Just as White House officials promised over the weekend, the 2011 funding
bill agreed to by Congress and the White House last Friday spares biomedical
research from major cuts.
Details released today indicate that the National Institutes of Health (NIH)
would receive $30.7 billion, or $260 million below the 2010 level. The 0.8%
cut includes $210 million spread across all 27 NIH institutes and centers
and the director's office, and $50 million from a buildings account. (Adding
a 0.2% across-the-board cut in all non-defense agencies, the total cut will
be about $300 million, says David Moore of the Association of American
Medical Colleges.) By contrast, an earlier House bill, H.R. 1, would have
slashed NIH's budget by $1.6 billion to $29.5 billion.
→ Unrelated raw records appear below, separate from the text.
// ==========================================
// 生产线平衡引擎 - 平衡计算器
// ==========================================
// 职责: 从平衡状态快照推导聚合指标（纯函数,无副作用）
// 输入: BalancingStore 快照
// 输出: 总标准工时、小时产量、节拍、设备需求、操作员负荷、负荷汇总
// ==========================================
// 说明: 内部不做任何舍入;展示层负责格式化。
// 唯一的整数量是 units_per_hour（向下取整的整件数）。
// 负荷按 UPH 份额折算: minutes = SAM × assigned / total_uph,不按操作员归一。
// ==========================================

use crate::domain::operation::Operation;
use crate::domain::operator::Operator;
use crate::domain::types::{InstanceId, OperatorId, MINUTES_PER_HOUR};
use crate::engine::balancing_store::BalancingStore;
use serde::{Deserialize, Serialize};

// ==========================================
// 计算结果
// ==========================================

/// 单个操作员负荷
#[derive(Debug, Clone, PartialEq, Serialize, Deserialize)]
pub struct OperatorLoad {
    pub operator_id: OperatorId,
    pub display_name: String,
    pub occupied_minutes: f64,
    pub occupancy_percentage: f64,
    /// 无法计算份额的分配（工序总产能为 0）
    pub degraded_assignments: Vec<InstanceId>,
}

/// 负荷汇总
#[derive(Debug, Clone, PartialEq, Serialize, Deserialize)]
pub struct WorkloadSummary {
    pub average_occupancy: f64,
    pub most_loaded: Option<OperatorId>,
    pub least_loaded: Option<OperatorId>,
    /// 最大与最小负荷率之差
    pub occupancy_spread: f64,
    /// 平均负荷率 / 最大负荷率 × 100
    pub balance_efficiency: f64,
}

/// 平衡指标
#[derive(Debug, Clone, PartialEq, Serialize, Deserialize)]
pub struct BalancingMetrics {
    pub total_standard_time: f64,
    pub units_per_hour: u64,
    pub takt_time: f64,
    pub required_machines: f64,
    pub operator_loads: Vec<OperatorLoad>,
    pub summary: WorkloadSummary,
    /// 尚未分配的标准工时（分钟）
    pub unassigned_minutes: f64,
    /// 小时产能为 0 的工序
    pub degraded_operations: Vec<String>,
}

impl BalancingMetrics {
    pub fn load_of(&self, operator_id: OperatorId) -> Option<&OperatorLoad> {
        self.operator_loads
            .iter()
            .find(|l| l.operator_id == operator_id)
    }

    pub fn has_degraded_data(&self) -> bool {
        !self.degraded_operations.is_empty()
            || self
                .operator_loads
                .iter()
                .any(|l| !l.degraded_assignments.is_empty())
    }
}

// ==========================================
// BalancingCalculator - 平衡计算器
// ==========================================
#[derive(Debug, Clone, Copy, Default)]
pub struct BalancingCalculator;

impl BalancingCalculator {
    pub fn new() -> Self {
        Self
    }

    /// 计算全部指标
    pub fn compute(&self, store: &BalancingStore) -> BalancingMetrics {
        let headcount = store.headcount();
        let total_standard_time = Self::total_standard_time(store.operations());
        let units_per_hour = Self::units_per_hour(total_standard_time, headcount);
        let takt_time = Self::takt_time(total_standard_time, headcount);
        let required_machines = Self::required_machines(store.operations(), takt_time);

        let operator_loads: Vec<OperatorLoad> = store
            .operators()
            .iter()
            .map(|operator| self.operator_load(store, operator, takt_time))
            .collect();

        let summary = Self::summarize(&operator_loads);

        BalancingMetrics {
            total_standard_time,
            units_per_hour,
            takt_time,
            required_machines,
            operator_loads,
            summary,
            unassigned_minutes: Self::unassigned_minutes(store),
            degraded_operations: store.degraded_operations(),
        }
    }

    /// 总标准工时 = Σ SAM（仅可产出工序）
    pub fn total_standard_time(operations: &[Operation]) -> f64 {
        operations
            .iter()
            .filter(|op| op.is_producible())
            .map(|op| op.standard_time_minutes)
            .sum()
    }

    /// 线体小时产量 = floor(60 × 人数 / 总标准工时)
    pub fn units_per_hour(total_standard_time: f64, headcount: u32) -> u64 {
        if total_standard_time <= 0.0 {
            return 0;
        }
        (MINUTES_PER_HOUR * headcount as f64 / total_standard_time).floor() as u64
    }

    /// 节拍 = 总标准工时 / 人数
    pub fn takt_time(total_standard_time: f64, headcount: u32) -> f64 {
        if headcount == 0 {
            return 0.0;
        }
        total_standard_time / headcount as f64
    }

    /// 设备需求 = Σ (SAM / 节拍)
    pub fn required_machines(operations: &[Operation], takt_time: f64) -> f64 {
        if takt_time <= 0.0 {
            return 0.0;
        }
        operations
            .iter()
            .filter(|op| op.is_producible())
            .map(|op| op.standard_time_minutes / takt_time)
            .sum()
    }

    /// 单个操作员负荷（按 UPH 份额折算标准工时）
    ///
    /// share = assigned / total_uph, minutes = SAM × share
    /// 工序 total_uph 为 0 时该分配贡献 0 并记为降级
    pub fn operator_load(
        &self,
        store: &BalancingStore,
        operator: &Operator,
        takt_time: f64,
    ) -> OperatorLoad {
        let mut occupied_minutes = 0.0;
        let mut degraded_assignments = Vec::new();

        for assignment in &operator.assignments {
            let operation = store.operation(&assignment.operation_id);
            let total_uph = operation.map(|op| op.total_units_per_hour()).unwrap_or(0);

            match operation {
                Some(op) if total_uph > 0 => {
                    let share = assignment.assigned_units_per_hour as f64 / total_uph as f64;
                    occupied_minutes += op.standard_time_minutes * share;
                }
                _ => {
                    tracing::warn!(
                        operator = %operator.operator_id,
                        operation_id = %assignment.operation_id,
                        "工序总产能为 0,无法计算份额"
                    );
                    degraded_assignments.push(assignment.instance_id);
                }
            }
        }

        let occupancy_percentage = if takt_time > 0.0 {
            occupied_minutes / takt_time * 100.0
        } else {
            0.0
        };

        OperatorLoad {
            operator_id: operator.operator_id,
            display_name: operator.display_name.clone(),
            occupied_minutes,
            occupancy_percentage,
            degraded_assignments,
        }
    }

    /// 负荷汇总
    ///
    /// 并列时取 operator_id 最小者
    pub fn summarize(loads: &[OperatorLoad]) -> WorkloadSummary {
        if loads.is_empty() {
            return WorkloadSummary {
                average_occupancy: 0.0,
                most_loaded: None,
                least_loaded: None,
                occupancy_spread: 0.0,
                balance_efficiency: 0.0,
            };
        }

        let average_occupancy =
            loads.iter().map(|l| l.occupancy_percentage).sum::<f64>() / loads.len() as f64;

        let mut most = &loads[0];
        let mut least = &loads[0];
        for load in &loads[1..] {
            if load.occupancy_percentage > most.occupancy_percentage
                || (load.occupancy_percentage == most.occupancy_percentage
                    && load.operator_id < most.operator_id)
            {
                most = load;
            }
            if load.occupancy_percentage < least.occupancy_percentage
                || (load.occupancy_percentage == least.occupancy_percentage
                    && load.operator_id < least.operator_id)
            {
                least = load;
            }
        }

        let max = most.occupancy_percentage;
        let balance_efficiency = if max > 0.0 {
            average_occupancy / max * 100.0
        } else {
            0.0
        };

        WorkloadSummary {
            average_occupancy,
            most_loaded: Some(most.operator_id),
            least_loaded: Some(least.operator_id),
            occupancy_spread: max - least.occupancy_percentage,
            balance_efficiency,
        }
    }

    /// 未分配标准工时 = Σ SAM × pending / total_uph
    pub fn unassigned_minutes(store: &BalancingStore) -> f64 {
        store
            .operations()
            .iter()
            .zip(store.capacities())
            .filter(|(_, cap)| cap.total_units_per_hour > 0)
            .map(|(op, cap)| {
                op.standard_time_minutes * cap.pending_units_per_hour() as f64
                    / cap.total_units_per_hour as f64
            })
            .sum()
    }
}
Unlike the earlier House proposal, the bill does not contain language
opposed by research groups that would have required NIH to support a
specific number of new grants at a minimum funding level. Nor does the bill
mention the Cures Acceleration Network (CAN), a drug development program
created by last year's health care reform law. But NIH needs some money to
get CAN started as part of a new center for translational research. It's
possible that NIH will ask for funds when it submits detailed spending plans
next month, says Jennifer Zeitzer of the Federation of American Societies
for Experimental Biology.
Moore says that, given the earlier House proposal and overall cuts to other
agencies in the bill, "the final outcome for NIH has to be viewed as
relatively good news. Certainly people will be disappointed research is
being cut, but in the current budget climate it could have been a lot worse.
" But while Zeitzer says her group is also "pleased," she notes that many
legislators are urging additional cuts in 2012 budgets now before Congress.
"It will be short-term relief," she says about the 2011 deal.
The bill brings to a close a dramatic few days last week when scientists at
NIH's Bethesda, Maryland, campus, were bracing for a possible federal
government shutdown. Researchers running clinical trials planned to stop
enrolling new patients, and furloughs were scheduled for all but about a
quarter of NIH's 19,000 staff members, who were deemed "essential" to care
for patients and maintain animals and cell lines. NIH also planned to
shutter ClinicalTrials.gov and the PubMed abstracts database.